Figure 2-9 Enveloped encryption
This type of encryption takes advantage of the more efficient symmetric cipher, avoiding the problem of the slowness of public key systems for large messages, while still gaining the more convenient key distribution model of public key cryptography. Of course, you must still ensure that you are really using the public key of the intended recipient of the encrypted messages, an issue that is commonly addressed through certificates.
If a message is sent confidentially to more than one recipient, the sender can transmit separate enveloped encryptions to each one. More commonly, senders create one enveloped encryption employing only one cipher text and symmetric key. That symmetric key then appears several times encrypted under a public encryption key of each intended recipient. These public keys need not be the same size or even use the same public key algorithm. Intended recipients use their own private keys to decrypt the appropriate public key encrypted copy of the symmetric key. They can then use the symmetric key to decrypt the confidential information.
Enveloped encryption does not authenticate the message's originator. If that service is desired, it is usually combined with a digital signature (Section 2.6). Such a digital signature can appear either inside or outside the encryption (or you can use two signatures, one in each place).
"Outside the encryption" means that the signature appears over the entire enveloped encryption structure and the signature takes the form of plain text. As a consequence, the recipient can first test the signature before decrypting the message. Depending on the exact presentation of the keying information for the signature, this process can also reveal the identity of the originator. Furthermore, the signature will not be useful without the cipher text. The recipient cannot demonstrate the validity of the signature in connection with the plain text to a third party without giving the cipher text and revealing the recipient's private decryption key, which may compromise many other messages.
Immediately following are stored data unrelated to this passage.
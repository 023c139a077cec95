//! Map objects as produced by the editor.

use std::collections::BTreeMap;

use serde::{Deserialize, Deserializer, Serialize};

use super::shape::Shape;

/// What an object represents on the map.
///
/// Unrecognized type strings decode to [`ObjectType::Other`].
#[derive(Clone, Copy, Debug, PartialEq, Eq, Hash, Default, Serialize, Deserialize)]
#[serde(rename_all = "lowercase")]
pub enum ObjectType {
    /// Generic obstacle
    #[default]
    Obstacle,
    /// Wall segment
    Wall,
    /// Navigation landmark (not an obstacle)
    Landmark,
    /// Robot placement (not an obstacle)
    Robot,
    /// Named zone
    Zone,
    /// Door
    Door,
    /// Anything else the editor emits
    #[serde(other)]
    Other,
}

impl ObjectType {
    /// Whether objects of this type mark cells as occupied.
    ///
    /// Robots and landmarks are annotations; every other type occupies space.
    #[inline]
    pub fn is_occupying(self) -> bool {
        !matches!(self, ObjectType::Robot | ObjectType::Landmark)
    }
}

/// Robot placement attached to an object
#[derive(Clone, Copy, Debug, PartialEq, Default, Serialize, Deserialize)]
pub struct Pose {
    /// X position in meters
    pub x: f64,
    /// Y position in meters
    pub y: f64,
    /// Orientation in radians
    #[serde(default)]
    pub theta: f64,
}

/// Navigation goal attached to an object
#[derive(Clone, Copy, Debug, PartialEq, Default, Serialize, Deserialize)]
pub struct Goal {
    /// X position in meters
    pub x: f64,
    /// Y position in meters
    pub y: f64,
}

/// A single drawn object.
#[derive(Clone, Debug, PartialEq, Serialize, Deserialize)]
pub struct MapObject {
    /// Editor identifier (numbers are accepted and kept as text)
    #[serde(deserialize_with = "string_or_number")]
    pub id: String,

    /// Display name
    #[serde(default)]
    pub name: String,

    /// Object category
    #[serde(rename = "type", default)]
    pub object_type: ObjectType,

    /// Geometry
    pub shape: Shape,

    /// Free-form editor properties
    #[serde(default, skip_serializing_if = "BTreeMap::is_empty")]
    pub properties: BTreeMap<String, serde_yaml::Value>,

    /// Robot pose, for robot objects
    #[serde(default, skip_serializing_if = "Option::is_none")]
    pub pose: Option<Pose>,

    /// Navigation goal, for robot objects
    #[serde(default, skip_serializing_if = "Option::is_none")]
    pub goal: Option<Goal>,
}

impl MapObject {
    /// Create an object with no properties, pose or goal
    pub fn new(id: impl Into<String>, object_type: ObjectType, shape: Shape) -> Self {
        let id = id.into();
        Self {
            name: id.clone(),
            id,
            object_type,
            shape,
            properties: BTreeMap::new(),
            pose: None,
            goal: None,
        }
    }

    /// Whether the rasterizer should mark this object's cells.
    #[inline]
    pub fn is_occupying(&self) -> bool {
        self.object_type.is_occupying()
    }
}

fn string_or_number<'de, D>(deserializer: D) -> Result<String, D::Error>
where
    D: Deserializer<'de>,
{
    #[derive(Deserialize)]
    #[serde(untagged)]
    enum Id {
        Text(String),
        Int(i64),
        Float(f64),
    }

    Ok(match Id::deserialize(deserializer)? {
        Id::Text(s) => s,
        Id::Int(n) => n.to_string(),
        Id::Float(n) => n.to_string(),
    })
}

#[cfg(test)]
mod tests {
    use super::*;
    use crate::core::WorldPoint;

    #[test]
    fn test_occupying_types() {
        assert!(ObjectType::Obstacle.is_occupying());
        assert!(ObjectType::Wall.is_occupying());
        assert!(ObjectType::Zone.is_occupying());
        assert!(ObjectType::Door.is_occupying());
        assert!(ObjectType::Other.is_occupying());
        assert!(!ObjectType::Robot.is_occupying());
        assert!(!ObjectType::Landmark.is_occupying());
    }

    #[test]
    fn test_deserialize_object() {
        let yaml = r##"
id: 1717000000123
name: Robot 1
type: robot
shape:
  type: circle
  center: [1.0, 1.0]
  radius: 0.2
pose: { x: 1.0, y: 1.0, theta: 1.57 }
goal: { x: 4.0, y: 2.0 }
properties:
  color: "#ff0000"
"##;
        let obj: MapObject = serde_yaml::from_str(yaml).unwrap();
        assert_eq!(obj.id, "1717000000123");
        assert_eq!(obj.object_type, ObjectType::Robot);
        assert!(!obj.is_occupying());
        assert_eq!(obj.goal, Some(Goal { x: 4.0, y: 2.0 }));
        assert!(obj.properties.contains_key("color"));
    }

    #[test]
    fn test_unknown_type_is_other() {
        let yaml = r#"
id: shelf-3
type: furniture
shape: { type: rectangle, center: [0, 0], width: 1, height: 0.4 }
"#;
        let obj: MapObject = serde_yaml::from_str(yaml).unwrap();
        assert_eq!(obj.object_type, ObjectType::Other);
        assert!(obj.is_occupying());
        assert_eq!(
            obj.shape,
            Shape::rectangle(WorldPoint::ZERO, 1.0, 0.4, 0.0)
        );
    }
}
Placing the signature "inside the encryption," so the plain text of the confidential information together with the signature is encrypted, is generally preferable. This strategy assures that the signature is not visible in the cipher text and so cannot reveal the originator's identity. Furthermore, the signature is valid after decryption and so can be demonstrated to a third party without compromise of any recipient private decryption key. For further discussion of these issues, see Chapter 16.